Action item: Once you find the line that contains "pub use algorithm::NodeAlgorithm;" in the entries below, give it again along with every following line, unchanged, through the final one.

Data to use section start

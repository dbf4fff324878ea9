//! # Consensus Core
//!
//! Shared primitives for the consensus-lab workspace: the message envelope,
//! the keyed-hash signature stub, the node/neighbor bookkeeping that every
//! protocol reuses, and the `NodeAlgorithm` / `Runtime` trait pair that
//! decouples the protocol state machines (`consensus-protocols`) from the
//! discrete-event kernel that hosts them (`consensus-sim`).
//!
//! ## Architecture
//!
//! Every algorithm in this workspace is a per-node state machine reacting to
//! three event kinds: a spontaneous start, an inbound message, and an alarm
//! firing. `NodeAlgorithm` models that contract as a trait with associated
//! `Status`, `Memory`, and `Payload` types; `Runtime` is the narrow interface
//! a handler gets back to talk to the host (send a message, arm an alarm,
//! enumerate neighbors). Nothing in this crate knows how messages are
//! actually scheduled or delivered — that is `consensus-sim`'s job.

mod algorithm;
mod error;
mod ids;
mod message;
mod node;
mod runtime;
pub mod signature;

pub use algorithm::NodeAlgorithm;
pub use error::ConsensusError;
pub use ids::{NodeId, SlotId};
pub use message::{Destination, Envelope, MetaHeader};
pub use node::{NeighborSlot, Node};
pub use runtime::Runtime;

Data to use section end

Task answer:
pub use algorithm::NodeAlgorithm;
pub use error::ConsensusError;
pub use ids::{NodeId, SlotId};
pub use message::{Destination, Envelope, MetaHeader};
pub use node::{NeighborSlot, Node};
pub use runtime::Runtime;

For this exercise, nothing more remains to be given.